Stored data entries
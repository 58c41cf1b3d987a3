//! Target planning for fault injection campaigns.
//!
//! Draws targets uniformly over all events of a profiling run. Events are
//! ordered thread by thread, so a global draw maps to one `(thread, fi_index)`
//! pair and every event has the same chance of being picked.

use crate::error::FaultError;
use crate::persistence::write_atomic;
use crate::record::descriptor::{Scope, TargetDescriptor};
use crate::record::profile::{ProfileRecord, UnitCount};
use crate::rng::Mt64;
use log::{debug, info};
use std::path::Path;

/// Draws `samples` targets from `profile`.
///
/// # Arguments
///
/// * `profile` - Profiling record of a golden run.
/// * `samples` - Number of targets to draw.
/// * `target_threads` - Threads eligible for targeting, all threads if empty.
/// * `rank` - Rank written into every target, for ranked variants.
/// * `rng` - Generator used for the draws.
///
/// # Returns
///
/// * `Result<Vec<TargetDescriptor>, FaultError>` - One target per trial.
pub fn plan_targets(
    profile: &ProfileRecord,
    samples: usize,
    target_threads: &[usize],
    rank: Option<u32>,
    rng: &mut Mt64,
) -> Result<Vec<TargetDescriptor>, FaultError> {
    if profile.units.is_empty() && !target_threads.is_empty() {
        return Err(FaultError::Config(
            "profile has no per-thread counts to restrict targets to".to_string(),
        ));
    }
    if let Some(missing) = target_threads
        .iter()
        .find(|thread| profile.count_of(**thread).is_none())
    {
        return Err(FaultError::Config(format!(
            "thread {} does not appear in the profile",
            missing
        )));
    }
    let units: Vec<UnitCount> = profile
        .units
        .iter()
        .filter(|unit| target_threads.is_empty() || target_threads.contains(&unit.thread))
        .copied()
        .collect();
    let total: u64 = if profile.units.is_empty() {
        profile.total
    } else {
        units.iter().map(|unit| unit.count).sum()
    };
    if total == 0 {
        return Err(FaultError::Config("no events to target".to_string()));
    }

    let targets = (0..samples)
        .map(|_| {
            let global = rng.below(total) + 1;
            let target = locate(&units, global, rank);
            debug!("Event {} of {} -> {}", global, total, target);
            target
        })
        .collect();
    Ok(targets)
}

/// Maps the 1-based global event `global` to its unit.
fn locate(units: &[UnitCount], global: u64, rank: Option<u32>) -> TargetDescriptor {
    let mut before = 0;
    for unit in units {
        if global <= before + unit.count {
            return TargetDescriptor {
                scope: Scope {
                    rank,
                    thread: Some(unit.thread as u32),
                },
                occurrence: global - before,
            };
        }
        before += unit.count;
    }
    TargetDescriptor {
        scope: Scope { rank, thread: None },
        occurrence: global,
    }
}

/// Trials written by [`write_plan`].
#[derive(Clone, Copy, Debug, Default, PartialEq, Eq)]
pub struct PlanSummary {
    pub written: usize,
    /// Trials whose target file already existed and was left untouched.
    pub kept: usize,
}

/// Writes `<outdir>/<trial>/<file_name>` for trials numbered from 1.
pub fn write_plan(
    outdir: &Path,
    file_name: &str,
    targets: &[TargetDescriptor],
) -> Result<PlanSummary, FaultError> {
    let mut summary = PlanSummary::default();
    for (trial, target) in (1..).zip(targets) {
        let trial_dir = outdir.join(format!("{}", trial));
        std::fs::create_dir_all(&trial_dir).map_err(|e| FaultError::io(&trial_dir, e))?;
        let path = trial_dir.join(file_name);
        if path.exists() {
            summary.kept += 1;
            continue;
        }
        write_atomic(&path, &format!("{}\n", target))?;
        summary.written += 1;
    }
    info!(
        "Plan in {}: {} target files written, {} kept",
        outdir.display(),
        summary.written,
        summary.kept
    );
    Ok(summary)
}

#[cfg(test)]
mod tests {
    use super::*;
    use std::fs;

    #[test]
    fn global_draw_maps_to_threads() {
        let units = ProfileRecord::per_thread(&[3, 0, 2]).units;
        assert_eq!(locate(&units, 1, None).scope, Scope::thread(0));
        assert_eq!(locate(&units, 3, None).occurrence, 3);
        let last = locate(&units, 5, Some(1));
        assert_eq!(last.scope, Scope::rank_thread(1, 2));
        assert_eq!(last.occurrence, 2);
    }

    #[test]
    fn serial_targets_cover_the_run() {
        let profile = ProfileRecord::single(10);
        let targets = plan_targets(&profile, 200, &[], None, &mut Mt64::new(1)).unwrap();
        assert_eq!(targets.len(), 200);
        assert!(targets
            .iter()
            .all(|target| target.scope == Scope::serial() && (1..=10).contains(&target.occurrence)));
    }

    #[test]
    fn restricted_threads() {
        let profile = ProfileRecord::per_thread(&[5, 5, 5]);
        let targets = plan_targets(&profile, 100, &[2], None, &mut Mt64::new(2)).unwrap();
        assert!(targets
            .iter()
            .all(|target| target.scope.thread == Some(2) && target.occurrence <= 5));
        assert!(plan_targets(&profile, 1, &[7], None, &mut Mt64::new(2)).is_err());
        assert!(plan_targets(&ProfileRecord::single(5), 1, &[0], None, &mut Mt64::new(2)).is_err());
    }

    #[test]
    fn empty_profile_cannot_be_targeted() {
        let profile = ProfileRecord::per_thread(&[0, 0]);
        assert!(plan_targets(&profile, 1, &[], None, &mut Mt64::new(3)).is_err());
    }

    #[test]
    fn existing_target_files_are_kept() {
        let dir = tempfile::tempdir().unwrap();
        fs::create_dir_all(dir.path().join("2")).unwrap();
        fs::write(dir.path().join("2/fi-target.txt"), "fi_index=1\n").unwrap();
        let targets = vec![
            TargetDescriptor {
                scope: Scope::serial(),
                occurrence: 4,
            };
            3
        ];
        let summary = write_plan(dir.path(), "fi-target.txt", &targets).unwrap();
        assert_eq!(summary, PlanSummary { written: 2, kept: 1 });
        assert_eq!(
            fs::read_to_string(dir.path().join("3/fi-target.txt")).unwrap(),
            "fi_index=4\n"
        );
        assert_eq!(
            fs::read_to_string(dir.path().join("2/fi-target.txt")).unwrap(),
            "fi_index=1\n"
        );
    }
}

• Task brief
Retype the data shown above so that each line matches the original.

• Result
repository 58c41cf1b3d987a3
//! Target planning for fault injection campaigns.
//!
//! Draws targets uniformly over all events of a profiling run. Events are
//! ordered thread by thread, so a global draw maps to one `(thread, fi_index)`
//! pair and every event has the same chance of being picked.

use crate::error::FaultError;
use crate::persistence::write_atomic;
use crate::record::descriptor::{Scope, TargetDescriptor};
use crate::record::profile::{ProfileRecord, UnitCount};
use crate::rng::Mt64;
use log::{debug, info};
use std::path::Path;

/// Draws `samples` targets from `profile`.
///
/// # Arguments
///
/// * `profile` - Profiling record of a golden run.
/// * `samples` - Number of targets to draw.
/// * `target_threads` - Threads eligible for targeting, all threads if empty.
/// * `rank` - Rank written into every target, for ranked variants.
/// * `rng` - Generator used for the draws.
///
/// # Returns
///
/// * `Result<Vec<TargetDescriptor>, FaultError>` - One target per trial.
pub fn plan_targets(
    profile: &ProfileRecord,
    samples: usize,
    target_threads: &[usize],
    rank: Option<u32>,
    rng: &mut Mt64,
) -> Result<Vec<TargetDescriptor>, FaultError> {
    if profile.units.is_empty() && !target_threads.is_empty() {
        return Err(FaultError::Config(
            "profile has no per-thread counts to restrict targets to".to_string(),
        ));
    }
    if let Some(missing) = target_threads
        .iter()
        .find(|thread| profile.count_of(**thread).is_none())
    {
        return Err(FaultError::Config(format!(
            "thread {} does not appear in the profile",
            missing
        )));
    }
    let units: Vec<UnitCount> = profile
        .units
        .iter()
        .filter(|unit| target_threads.is_empty() || target_threads.contains(&unit.thread))
        .copied()
        .collect();
    let total: u64 = if profile.units.is_empty() {
        profile.total
    } else {
        units.iter().map(|unit| unit.count).sum()
    };
    if total == 0 {
        return Err(FaultError::Config("no events to target".to_string()));
    }

    let targets = (0..samples)
        .map(|_| {
            let global = rng.below(total) + 1;
            let target = locate(&units, global, rank);
            debug!("Event {} of {} -> {}", global, total, target);
            target
        })
        .collect();
    Ok(targets)
}

/// Maps the 1-based global event `global` to its unit.
fn locate(units: &[UnitCount], global: u64, rank: Option<u32>) -> TargetDescriptor {
    let mut before = 0;
    for unit in units {
        if global <= before + unit.count {
            return TargetDescriptor {
                scope: Scope {
                    rank,
                    thread: Some(unit.thread as u32),
                },
                occurrence: global - before,
            };
        }
        before += unit.count;
    }
    TargetDescriptor {
        scope: Scope { rank, thread: None },
        occurrence: global,
    }
}

/// Trials written by [`write_plan`].
#[derive(Clone, Copy, Debug, Default, PartialEq, Eq)]
pub struct PlanSummary {
    pub written: usize,
    /// Trials whose target file already existed and was left untouched.
    pub kept: usize,
}

/// Writes `<outdir>/<trial>/<file_name>` for trials numbered from 1.
pub fn write_plan(
    outdir: &Path,
    file_name: &str,
    targets: &[TargetDescriptor],
) -> Result<PlanSummary, FaultError> {
    let mut summary = PlanSummary::default();
    for (trial, target) in (1..).zip(targets) {
        let trial_dir = outdir.join(format!("{}", trial));
        std::fs::create_dir_all(&trial_dir).map_err(|e| FaultError::io(&trial_dir, e))?;
        let path = trial_dir.join(file_name);
        if path.exists() {
            summary.kept += 1;
            continue;
        }
        write_atomic(&path, &format!("{}\n", target))?;
        summary.written += 1;
    }
    info!(
        "Plan in {}: {} target files written, {} kept",
        outdir.display(),
        summary.written,
        summary.kept
    );
    Ok(summary)
}

#[cfg(test)]
mod tests {
    use super::*;
    use std::fs;

    #[test]
    fn global_draw_maps_to_threads() {
        let units = ProfileRecord::per_thread(&[3, 0, 2]).units;
        assert_eq!(locate(&units, 1, None).scope, Scope::thread(0));
        assert_eq!(locate(&units, 3, None).occurrence, 3);
        let last = locate(&units, 5, Some(1));
        assert_eq!(last.scope, Scope::rank_thread(1, 2));
        assert_eq!(last.occurrence, 2);
    }

    #[test]
    fn serial_targets_cover_the_run() {
        let profile = ProfileRecord::single(10);
        let targets = plan_targets(&profile, 200, &[], None, &mut Mt64::new(1)).unwrap();
        assert_eq!(targets.len(), 200);
        assert!(targets
            .iter()
            .all(|target| target.scope == Scope::serial() && (1..=10).contains(&target.occurrence)));
    }

    #[test]
    fn restricted_threads() {
        let profile = ProfileRecord::per_thread(&[5, 5, 5]);
        let targets = plan_targets(&profile, 100, &[2], None, &mut Mt64::new(2)).unwrap();
        assert!(targets
            .iter()
            .all(|target| target.scope.thread == Some(2) && target.occurrence <= 5));
        assert!(plan_targets(&profile, 1, &[7], None, &mut Mt64::new(2)).is_err());
        assert!(plan_targets(&ProfileRecord::single(5), 1, &[0], None, &mut Mt64::new(2)).is_err());
    }

    #[test]
    fn empty_profile_cannot_be_targeted() {
        let profile = ProfileRecord::per_thread(&[0, 0]);
        assert!(plan_targets(&profile, 1, &[], None, &mut Mt64::new(3)).is_err());
    }

    #[test]
    fn existing_target_files_are_kept() {
        let dir = tempfile::tempdir().unwrap();
        fs::create_dir_all(dir.path().join("2")).unwrap();
        fs::write(dir.path().join("2/fi-target.txt"), "fi_index=1\n").unwrap();
        let targets = vec![
            TargetDescriptor {
                scope: Scope::serial(),
                occurrence: 4,
            };
            3
        ];
        let summary = write_plan(dir.path(), "fi-target.txt", &targets).unwrap();
        assert_eq!(summary, PlanSummary { written: 2, kept: 1 });
        assert_eq!(
            fs::read_to_string(dir.path().join("3/fi-target.txt")).unwrap(),
            "fi_index=4\n"
        );
        assert_eq!(
            fs::read_to_string(dir.path().join("2/fi-target.txt")).unwrap(),
            "fi_index=1\n"
        );
    }
}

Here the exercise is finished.